Some ambiguity appears when instead of bar baz I have a variable, say $variable. This is what POSIX says:

2.2.2 Single-Quotes

Enclosing characters in single-quotes ('') shall preserve the literal value of each character within the single-quotes. A single-quote cannot occur within single-quotes.

2.2.3 Double-Quotes

Enclosing characters in double-quotes ("") shall preserve the literal value of all characters within the double-quotes, with the exception of the characters backquote, <dollar-sign>, and <backslash>, as follows:

$
The shall retain its special meaning introducing parameter expansion […], a form of command substitution […], and arithmetic expansion […].

[…]

It's not exactly obvious which rule applies for $variable inside single-quotes inside double-quotes (or inside double-quotes inside single-quotes), therefore I'm asking:

  1. Which rule applies to:

    • variable=123
echo "'$variable'"

    • variable=123
echo '"$variable"'

    (I'm aware this can be easily answered just by trying, it would be a reasonable research effort. I decided to put this effort into the community wiki answer below).

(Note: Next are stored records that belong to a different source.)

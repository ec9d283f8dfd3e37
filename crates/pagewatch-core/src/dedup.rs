//! Dedup window: view-time suppression of repeated pages.
//!
//! Pagers retransmit the same page several times. Given records in ascending
//! time order, a record is *novel* if it is the first one seen for its
//! `(address, content)` key, or if at least `window` has elapsed since the
//! previous novel record with that key. Everything else is dropped.
//!
//! The scan is a single forward pass with one map entry per distinct key.
//! A zero window keeps every record.

use crate::types::Message;
use chrono::{DateTime, Duration, Utc};
use std::collections::HashMap;

/// Default window, in minutes, when none has been configured.
pub const DEFAULT_WINDOW_MINUTES: u32 = 3;

/// A record that can be pushed through the dedup window.
pub trait Windowed {
    fn address(&self) -> &str;
    fn content(&self) -> &str;
    fn timestamp(&self) -> DateTime<Utc>;
}

impl Windowed for Message {
    fn address(&self) -> &str {
        &self.address
    }

    fn content(&self) -> &str {
        &self.content
    }

    fn timestamp(&self) -> DateTime<Utc> {
        self.timestamp
    }
}

/// Convert a configured minute count into a window duration.
pub fn window_from_minutes(minutes: u32) -> Duration {
    Duration::minutes(i64::from(minutes))
}

/// Return the novel records of an ascending sequence, still ascending.
pub fn novel_ascending<T, I>(records: I, window: Duration) -> Vec<T>
where
    T: Windowed,
    I: IntoIterator<Item = T>,
{
    let mut last_novel: HashMap<(String, String), DateTime<Utc>> = HashMap::new();
    let mut novel = Vec::new();

    for record in records {
        let ts = record.timestamp();
        let key = (record.address().to_owned(), record.content().to_owned());
        match last_novel.get_mut(&key) {
            Some(last) if ts - *last < window => continue,
            Some(last) => *last = ts,
            None => {
                last_novel.insert(key, ts);
            }
        }
        novel.push(record);
    }

    novel
}

/// Return the novel records of an ascending sequence, most recent first.
///
/// This is the shape the query layer hands to callers.
pub fn dedupe<T, I>(records: I, window: Duration) -> Vec<T>
where
    T: Windowed,
    I: IntoIterator<Item = T>,
{
    let mut novel = novel_ascending(records, window);
    novel.reverse();
    novel
}

// ---------------------------------------------------------------------------
// Tests
// ---------------------------------------------------------------------------
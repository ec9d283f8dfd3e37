//! Test builders: decoder lines and stores.
//!
//! These builders are designed for readability in test assertions, not for
//! production use. They panic on invalid input rather than returning `Result`.

use chrono::{DateTime, TimeZone, Utc};
use pagewatch_core::{DecodedLine, ManualClock, MessageStore, PayloadKind};
use std::sync::Arc;

// ---------------------------------------------------------------------------
// PageLineBuilder
// ---------------------------------------------------------------------------

/// Fluent builder for multimon-ng POCSAG output lines.
///
/// # Example
///
/// ```rust
/// let line = PageLineBuilder::new("1234567", "FIRE AT 12 MAIN ST")
///     .rate(512)
///     .function(3)
///     .build();
/// ```
pub struct PageLineBuilder {
    rate: u32,
    address: String,
    function: u8,
    kind: PayloadKind,
    content: String,
}

impl PageLineBuilder {
    pub fn new(address: impl Into<String>, content: impl Into<String>) -> Self {
        Self {
            rate: 1200,
            address: address.into(),
            function: 0,
            kind: PayloadKind::Alpha,
            content: content.into(),
        }
    }

    pub fn rate(mut self, rate: u32) -> Self {
        self.rate = rate;
        self
    }

    pub fn function(mut self, function: u8) -> Self {
        self.function = function;
        self
    }

    pub fn numeric(mut self) -> Self {
        self.kind = PayloadKind::Numeric;
        self
    }

    /// The line as multimon-ng prints it.
    pub fn build(self) -> String {
        let tag = match self.kind {
            PayloadKind::Alpha => "Alpha",
            PayloadKind::Numeric => "Numeric",
        };
        format!(
            "POCSAG{}: Address: {:>7}  Function: {}  {}:   {}",
            self.rate, self.address, self.function, tag, self.content
        )
    }

    /// The record the extractor should produce for [`build`](Self::build).
    pub fn decoded(self) -> DecodedLine {
        let kind = self.kind;
        let address = self.address.trim().to_string();
        let function = self.function.to_string();
        let content = self.content.trim().to_string();
        let raw_line = self.build();
        DecodedLine {
            address,
            function,
            content,
            kind,
            raw_line,
        }
    }
}

/// Shorthand for an alpha page at 1200 baud.
pub fn page(address: &str, content: &str) -> String {
    PageLineBuilder::new(address, content).build()
}

/// Shorthand for an already-extracted record.
pub fn decoded(address: &str, content: &str) -> DecodedLine {
    PageLineBuilder::new(address, content).decoded()
}

// ---------------------------------------------------------------------------
// Stores
// ---------------------------------------------------------------------------

/// 2024-03-01 12:00:00 UTC, the epoch every harness starts from.
pub fn t0() -> DateTime<Utc> {
    Utc.with_ymd_and_hms(2024, 3, 1, 12, 0, 0).unwrap()
}

/// An in-memory store on a manual clock set to [`t0`].
pub fn manual_store() -> (Arc<MessageStore>, Arc<ManualClock>) {
    let clock = Arc::new(ManualClock::new(t0()));
    let store = MessageStore::open_in_memory()
        .unwrap()
        .with_clock(clock.clone());
    (Arc::new(store), clock)
}

/// Same as [`manual_store`] with a custom retention capacity.
pub fn manual_store_with_capacity(capacity: usize) -> (Arc<MessageStore>, Arc<ManualClock>) {
    let clock = Arc::new(ManualClock::new(t0()));
    let store = MessageStore::open_in_memory()
        .unwrap()
        .with_clock(clock.clone())
        .with_capacity(capacity);
    (Arc::new(store), clock)
}
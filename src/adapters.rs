//! # Stream Adapters
//!
//! Ergonomic surfaces over the frame writer and reader for the common
//! cases: in-memory buffers and seekable file handles. No wire behavior
//! lives here; every adapter produces or consumes exactly the format the
//! core components speak.
//!
//! ## Buffer Helpers
//! - [`pack_to_vec`] frames a sequence of in-memory blobs
//! - [`unpack_from_slice`] recovers zero-copy sub-slice views
//! - [`unpack_to_vecs`] drains any byte source into owned blobs
//!
//! ## File Helpers
//! - [`remaining_len`] measures a handle from its position to the end
//! - [`pack_seekable_sources`] frames each handle's remaining bytes
//! - [`read_file_frames`] opens a framed file behind a buffered reader

use crate::config::FramingConfig;
use crate::core::reader::FrameReader;
use crate::core::vlq;
use crate::core::writer::FrameWriter;
use crate::error::{FrameError, Result};
use std::fs::File;
use std::io::{self, BufReader, Read, Seek, SeekFrom, Write};
use std::path::Path;
use tracing::debug;

/// Pack in-memory blobs into a single framed buffer.
///
/// The declared length of each frame is the blob's own length, so this
/// cannot fail.
pub fn pack_to_vec<I, B>(blobs: I) -> Vec<u8>
where
    I: IntoIterator<Item = B>,
    B: AsRef<[u8]>,
{
    let mut out = Vec::new();
    for blob in blobs {
        let blob = blob.as_ref();
        vlq::encode_u64_into(blob.len() as u64, &mut out);
        out.extend_from_slice(blob);
    }
    out
}

/// Unpack a framed buffer into zero-copy views of its blobs.
///
/// The returned slices borrow from `buf`; nothing is copied.
pub fn unpack_from_slice(mut buf: &[u8]) -> Result<Vec<&[u8]>> {
    let mut blobs = Vec::new();

    loop {
        let (declared_big, consumed) = match vlq::decode_slice(buf)? {
            Some(pair) => pair,
            None => return Ok(blobs),
        };

        let body_len = u64::try_from(&declared_big)
            .ok()
            .and_then(|len| usize::try_from(len).ok());
        let body_len = match body_len {
            Some(len) => len,
            None => {
                return Err(FrameError::OversizedFrame {
                    declared: declared_big,
                    limit: u64::MAX,
                });
            }
        };

        buf = &buf[consumed..];
        if buf.len() < body_len {
            return Err(FrameError::TruncatedFrame {
                declared: body_len as u64,
                missing: (body_len - buf.len()) as u64,
            });
        }

        let (body, rest) = buf.split_at(body_len);
        blobs.push(body);
        buf = rest;
    }
}

/// Drain a framed byte source into owned blobs, in stream order.
pub fn unpack_to_vecs<R: Read>(source: R) -> Result<Vec<Vec<u8>>> {
    unpack_to_vecs_with_config(source, &FramingConfig::default())
}

/// [`unpack_to_vecs`] honoring an explicit configuration.
pub fn unpack_to_vecs_with_config<R: Read>(
    source: R,
    config: &FramingConfig,
) -> Result<Vec<Vec<u8>>> {
    let mut reader = FrameReader::with_config(source, config);
    let mut blobs = Vec::new();

    while let Some(mut cursor) = reader.next_frame()? {
        // Pre-allocation trusts the declared length only up to 1 MiB.
        let mut body = Vec::with_capacity(cursor.declared_len().min(1 << 20) as usize);
        cursor.read_to_end(&mut body).map_err(FrameError::from_io)?;
        blobs.push(body);
    }

    Ok(blobs)
}

/// Distance from the handle's current position to its end.
///
/// The position is restored before returning, so the handle reads the
/// same bytes afterwards.
pub fn remaining_len<S: Seek>(source: &mut S) -> io::Result<u64> {
    let current = source.stream_position()?;
    let end = source.seek(SeekFrom::End(0))?;
    source.seek(SeekFrom::Start(current))?;
    Ok(end.saturating_sub(current))
}

/// Pack each handle's remaining bytes as one frame onto `sink`.
///
/// The declared length of every frame is taken from [`remaining_len`], so
/// handles may sit mid-file. Returns the total bytes written.
pub fn pack_seekable_sources<I, S, W>(sources: I, sink: W) -> Result<u64>
where
    I: IntoIterator<Item = S>,
    S: Read + Seek,
    W: Write,
{
    pack_seekable_sources_with_config(sources, sink, &FramingConfig::default())
}

/// [`pack_seekable_sources`] honoring an explicit configuration.
pub fn pack_seekable_sources_with_config<I, S, W>(
    sources: I,
    sink: W,
    config: &FramingConfig,
) -> Result<u64>
where
    I: IntoIterator<Item = S>,
    S: Read + Seek,
    W: Write,
{
    let mut writer = FrameWriter::with_config(sink, config);
    let mut total = 0u64;

    for mut source in sources {
        let declared = remaining_len(&mut source)?;
        total += writer.write_frame_from(declared, &mut source)?;
    }

    writer.flush()?;
    Ok(total)
}

/// Open a framed file for reading with default configuration.
pub fn read_file_frames<P: AsRef<Path>>(path: P) -> Result<FrameReader<BufReader<File>>> {
    read_file_frames_with_config(path, &FramingConfig::default())
}

/// [`read_file_frames`] honoring an explicit configuration.
pub fn read_file_frames_with_config<P: AsRef<Path>>(
    path: P,
    config: &FramingConfig,
) -> Result<FrameReader<BufReader<File>>> {
    let path = path.as_ref();
    debug!(path = %path.display(), "opening framed file");

    let file = File::open(path)?;
    let buffered = BufReader::with_capacity(config.read_buffer_capacity.max(1), file);
    Ok(FrameReader::with_config(buffered, config))
}

#[cfg(test)]
mod tests {
    use super::*;
    use std::io::Cursor;

    #[test]
    #[allow(clippy::expect_used)]
    fn test_unpack_views_borrow_from_input() {
        let packed = pack_to_vec([&b"alpha"[..], &b"beta"[..]]);
        let views = unpack_from_slice(&packed).expect("unpack");

        assert_eq!(views, [&b"alpha"[..], &b"beta"[..]]);
        // Views point into the packed buffer, no copies.
        assert_eq!(views[0].as_ptr(), packed[1..].as_ptr());
    }

    #[test]
    #[allow(clippy::expect_used)]
    fn test_remaining_len_restores_position() {
        let mut handle = Cursor::new(b"0123456789".to_vec());
        handle.set_position(4);

        assert_eq!(remaining_len(&mut handle).expect("measure"), 6);
        assert_eq!(handle.position(), 4);
    }

    #[test]
    #[allow(clippy::expect_used)]
    fn test_pack_seekable_sources_uses_remaining_bytes() {
        let mut first = Cursor::new(b"skip-me:payload".to_vec());
        first.set_position(8);
        let second = Cursor::new(b"tail".to_vec());

        let mut packed = Vec::new();
        let written =
            pack_seekable_sources(vec![first, second], &mut packed).expect("pack");

        assert_eq!(packed, pack_to_vec([&b"payload"[..], &b"tail"[..]]));
        assert_eq!(written, packed.len() as u64);
    }

    #[test]
    #[allow(clippy::expect_used)]
    fn test_unpack_to_vecs_recovers_truncation_kind() {
        // Prefix declares five body bytes, stream carries two.
        let err = match unpack_to_vecs(&[0x05u8, b'a', b'b'][..]) {
            Err(e) => e,
            Ok(_) => panic!("truncated stream must not succeed"),
        };
        assert!(matches!(
            err,
            FrameError::TruncatedFrame {
                declared: 5,
                missing: 3
            }
        ));
    }
}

  2. Are there any exceptions, quirks, surprises?

    (Please note there is a community wiki answer below. Instead of adding a separate answer with another exception or quirk, consider contributing to the community wiki one).

Best Answer

Which rule applies?

Just by trying:

  • $ variable=123
$ echo "'$variable'"
'123'
$


  • $ variable=123
$ echo '"$variable"'
"$variable"
$

So the outer quotes matter. Common shells behave in the same way: sh, bash, dash, zsh, … It's because of this general rule:

If the current character is <backslash>, single-quote, or double-quote and it is not quoted, it shall affect quoting for subsequent characters up to the end of the quoted text.

(source)

Only the outer quotes are not quoted, the rule applies to them. The inner quotes are quoted, they do not affect subsequent characters.

Are there any exceptions, quirks, surprises?

(Well, echo may introduce few surprises, see Why is printf better than echo? Still, this is a separate issue. For readability the answer uses echo with a safe value of $variable).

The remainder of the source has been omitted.